To the Officers and Soldiers of the Army of Virginia:

By special assignment of the President of the United States I have assumed the command of this army. I have spent two weeks in learning your whereabouts, your condition, and your wants, in preparing you for active operations, and in placing you in positions from which you can act promptly and to the purpose. These labors are nearly completed, and I am about to join you in the field.

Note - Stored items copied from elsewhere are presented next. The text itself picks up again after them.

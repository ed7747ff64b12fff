// SPDX-License-Identifier: Apache-2.0 OR MIT
// Copyright (c) 2025-2026 naskel.com

//! Zero-copy offset/length windows over a shared byte store.

use crate::error::{check_range, Error, Result};
use std::cell::RefCell;
use std::fmt;
use std::ops::Range;
use std::rc::Rc;

/// Shared, growable backing bytes.
pub type Store = Rc<RefCell<Vec<u8>>>;

/// Create a zero-filled store.
pub fn new_store(size: usize) -> Store {
    Rc::new(RefCell::new(vec![0u8; size]))
}

/// A bounds-checked window `offset..offset + len` into a [`Store`].
///
/// Slices never copy: every slice over the same store sees every write.
/// Reads and writes are confined to the window; only constructing a child
/// slice is validated against the root store instead.
#[derive(Clone)]
pub struct ByteSlice {
    store: Store,
    offset: usize,
    length: usize,
}

impl ByteSlice {
    /// Window over `store`; `None` length means "to the end of the store".
    pub fn new(store: &Store, offset: usize, length: Option<usize>) -> Result<Self> {
        let total = store.borrow().len();
        let length = match length {
            Some(length) => length,
            None => total.checked_sub(offset).ok_or(Error::OffsetOutOfBounds {
                offset: offset as i64,
                size: 0,
                len: total,
            })?,
        };
        check_range(offset, length, total)?;
        Ok(Self {
            store: store.clone(),
            offset,
            length,
        })
    }

    /// Slice spanning a fresh copy of `bytes`.
    pub fn from_bytes(bytes: &[u8]) -> Self {
        Self {
            store: Rc::new(RefCell::new(bytes.to_vec())),
            offset: 0,
            length: bytes.len(),
        }
    }

    /// Slice spanning a fresh zero-filled store.
    pub fn zeroed(size: usize) -> Self {
        Self {
            store: new_store(size),
            offset: 0,
            length: size,
        }
    }

    /// Child slice at `offset` relative to this one.
    ///
    /// The absolute window is validated against the root store, so a child
    /// may reach past this slice's nominal end as long as the store has the
    /// bytes.
    pub fn byteslice(&self, offset: usize, length: Option<usize>) -> Result<Self> {
        let length = match length {
            Some(length) => length,
            None => self
                .length
                .checked_sub(offset)
                .ok_or(Error::OffsetOutOfBounds {
                    offset: offset as i64,
                    size: 0,
                    len: self.length,
                })?,
        };
        let absolute = self
            .offset
            .checked_add(offset)
            .ok_or(Error::OffsetOutOfBounds {
                offset: offset as i64,
                size: length,
                len: self.length,
            })?;
        Self::new(&self.store, absolute, Some(length))
    }

    pub fn store(&self) -> &Store {
        &self.store
    }

    /// Absolute offset into the root store.
    pub fn offset(&self) -> usize {
        self.offset
    }

    pub fn len(&self) -> usize {
        self.length
    }

    pub fn is_empty(&self) -> bool {
        self.length == 0
    }

    /// Whether this slice spans the whole root store.
    pub fn is_root(&self) -> bool {
        self.offset == 0 && self.length == self.store.borrow().len()
    }

    /// Both slices address the same bytes of the same store.
    pub fn ptr_eq(&self, other: &ByteSlice) -> bool {
        Rc::ptr_eq(&self.store, &other.store)
            && self.offset == other.offset
            && self.length == other.length
    }

    /// Run `f` over the window's bytes.
    pub(crate) fn with<R>(&self, f: impl FnOnce(&[u8]) -> R) -> Result<R> {
        let store = self.store.borrow();
        store
            .get(self.offset..self.offset + self.length)
            .map(f)
            .ok_or(Error::OffsetOutOfBounds {
                offset: self.offset as i64,
                size: self.length,
                len: store.len(),
            })
    }

    pub(crate) fn with_mut<R>(&self, f: impl FnOnce(&mut [u8]) -> R) -> Result<R> {
        let mut store = self.store.borrow_mut();
        let len = store.len();
        store
            .get_mut(self.offset..self.offset + self.length)
            .map(f)
            .ok_or(Error::OffsetOutOfBounds {
                offset: self.offset as i64,
                size: self.length,
                len,
            })
    }

    /// Byte at `index`, or `None` past the end of the window.
    pub fn getbyte(&self, index: usize) -> Option<u8> {
        if index >= self.length {
            return None;
        }
        self.with(|bytes| bytes[index]).ok()
    }

    pub fn setbyte(&self, index: usize, byte: u8) -> Result<()> {
        if index >= self.length {
            return Err(Error::IndexOutOfBounds {
                index: index as i64,
                len: self.length,
            });
        }
        self.with_mut(|bytes| bytes[index] = byte)
    }

    /// Copy `len` bytes starting at `offset` within the window.
    pub fn read(&self, offset: usize, len: usize) -> Result<Vec<u8>> {
        check_range(offset, len, self.length)?;
        self.with(|bytes| bytes[offset..offset + len].to_vec())
    }

    /// Copy a half-open range of the window.
    pub fn read_range(&self, range: Range<usize>) -> Result<Vec<u8>> {
        let len = range.end.checked_sub(range.start).ok_or(Error::OffsetOutOfBounds {
            offset: range.start as i64,
            size: 0,
            len: self.length,
        })?;
        self.read(range.start, len)
    }

    /// Overwrite bytes at `offset`; fails without writing if they do not fit.
    pub fn write(&self, offset: usize, data: &[u8]) -> Result<()> {
        check_range(offset, data.len(), self.length)?;
        self.with_mut(|bytes| bytes[offset..offset + data.len()].copy_from_slice(data))
    }

    pub fn fill(&self, byte: u8) -> Result<()> {
        self.with_mut(|bytes| bytes.fill(byte))
    }

    pub fn to_vec(&self) -> Vec<u8> {
        self.with(<[u8]>::to_vec).unwrap_or_default()
    }

    /// Position of `needle` at or after `offset`, relative to this slice.
    ///
    /// The search runs over the root store; a match is only reported when it
    /// starts inside the window.
    pub fn index(&self, needle: &[u8], offset: usize) -> Option<usize> {
        let store = self.store.borrow();
        let start = self.offset.checked_add(offset)?;
        let haystack = store.get(start..)?;
        let found = if needle.is_empty() {
            Some(0)
        } else {
            haystack.windows(needle.len()).position(|w| w == needle)
        }?;
        let relative = offset + found;
        (relative < self.length).then_some(relative)
    }

    /// Replace `remove` bytes at `at` with `insert`, resizing the root store.
    ///
    /// Only a slice spanning the whole store may grow or shrink it.
    pub(crate) fn splice(&mut self, at: usize, remove: usize, insert: &[u8]) -> Result<()> {
        if !self.is_root() {
            return Err(Error::InvalidArgument(
                "cannot resize a store through a partial slice".to_string(),
            ));
        }
        check_range(at, remove, self.length)?;
        let mut store = self.store.borrow_mut();
        store.splice(at..at + remove, insert.iter().copied());
        self.length = store.len();
        Ok(())
    }
}

impl fmt::Debug for ByteSlice {
    fn fmt(&self, f: &mut fmt::Formatter<'_>) -> fmt::Result {
        f.debug_struct("ByteSlice")
            .field("offset", &self.offset)
            .field("length", &self.length)
            .field("bytes", &self.to_vec())
            .finish()
    }
}

impl PartialEq for ByteSlice {
    fn eq(&self, other: &Self) -> bool {
        self.to_vec() == other.to_vec()
    }
}

#[cfg(test)]
mod tests {
    use super::*;

    fn store_of(bytes: &[u8]) -> Store {
        Rc::new(RefCell::new(bytes.to_vec()))
    }

    #[test]
    fn test_construction_bounds() {
        let store = new_store(10);
        assert_eq!(ByteSlice::new(&store, 4, None).unwrap().len(), 6);
        assert_eq!(ByteSlice::new(&store, 10, None).unwrap().len(), 0);
        assert!(ByteSlice::new(&store, 11, None).is_err());
        assert!(ByteSlice::new(&store, 8, Some(3)).is_err());
    }

    #[test]
    fn test_nested_slices_compose_offsets() {
        let store = store_of(b"0123456789abcdefghijklmnopqrstuvwxyz");
        let outer = ByteSlice::new(&store, 5, Some(20)).unwrap();
        let inner = outer.byteslice(2, Some(3)).unwrap();
        let direct = ByteSlice::new(&store, 7, Some(3)).unwrap();
        assert_eq!(inner.offset(), 7);
        assert_eq!(inner.to_vec(), b"789".to_vec());
        assert!(inner.ptr_eq(&direct));

        // validated against the root store, not the parent window
        let past = outer.byteslice(19, Some(5)).unwrap();
        assert_eq!(past.to_vec(), b"opqrs".to_vec());
        assert!(outer.byteslice(30, Some(5)).is_err());
    }

    #[test]
    fn test_writes_are_shared() {
        let store = new_store(8);
        let a = ByteSlice::new(&store, 2, Some(4)).unwrap();
        let b = ByteSlice::new(&store, 0, None).unwrap();
        a.write(1, &[0xAA, 0xBB]).unwrap();
        assert_eq!(b.to_vec(), vec![0, 0, 0, 0xAA, 0xBB, 0, 0, 0]);
        b.setbyte(3, 0x11).unwrap();
        assert_eq!(a.getbyte(1), Some(0x11));
    }

    #[test]
    fn test_access_is_confined_to_window() {
        let store = new_store(8);
        let slice = ByteSlice::new(&store, 2, Some(4)).unwrap();
        assert_eq!(slice.getbyte(4), None);
        assert!(matches!(
            slice.setbyte(4, 1),
            Err(Error::IndexOutOfBounds { index: 4, len: 4 })
        ));
        assert!(slice.write(3, &[1, 2]).is_err());
        assert!(slice.read(2, 3).is_err());
        assert_eq!(slice.read_range(1..3).unwrap(), vec![0, 0]);
        assert_eq!(store.borrow().as_slice(), &[0u8; 8]);
    }

    #[test]
    fn test_index_reports_matches_inside_window() {
        let store = store_of(b"xxhello world");
        let slice = ByteSlice::new(&store, 2, Some(5)).unwrap();
        assert_eq!(slice.index(b"llo", 0), Some(2));
        assert_eq!(slice.index(b"ell", 2), None);
        // match starts past the window
        assert_eq!(slice.index(b"world", 0), None);
    }

    #[test]
    fn test_splice_requires_root() {
        let mut root = ByteSlice::from_bytes(b"abc");
        root.splice(0, 0, b"zz").unwrap();
        assert_eq!(root.to_vec(), b"zzabc".to_vec());
        assert_eq!(root.len(), 5);

        let mut child = root.byteslice(1, Some(2)).unwrap();
        assert!(child.splice(0, 0, b"q").is_err());
    }
}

Let us understand each other. I have come to you from the West, where we have always seen the backs of our enemies; from an army whose business it has been to seek the adversary and to beat him when he was found; whose policy has been attack and not defense. In but one instance has the enemy been able to place our Western armies in defensive attitude. I presume that I have been called here to pursue the same system and to lead you against the enemy. It is my purpose to do so, and that speedily. I am sure you long for an opportunity to win the distinction you are capable of achieving. That opportunity I shall endeavor to give you. Meantime I desire you to dismiss from your minds certain phrases, which I am sorry to find so much in vogue amongst you. I hear constantly of "taking strong positions and holding them," of "lines of retreat," and of "bases of supplies." Let us discard such ideas. The strongest position a soldier should desire to occupy is one from which he can most easily advance against the enemy. Let us study the probable lines of retreat of our opponents, and leave our own to take care of themselves. Let us look before us, and not behind. Success and glory are in the advance, disaster and shame lurk in the rear. Let us act on this understanding, and it is safe to predict that your banners shall be inscribed with many a glorious deed and that your names will be dear to your countrymen forever.

JNO. POPE,
Major-General, Commanding.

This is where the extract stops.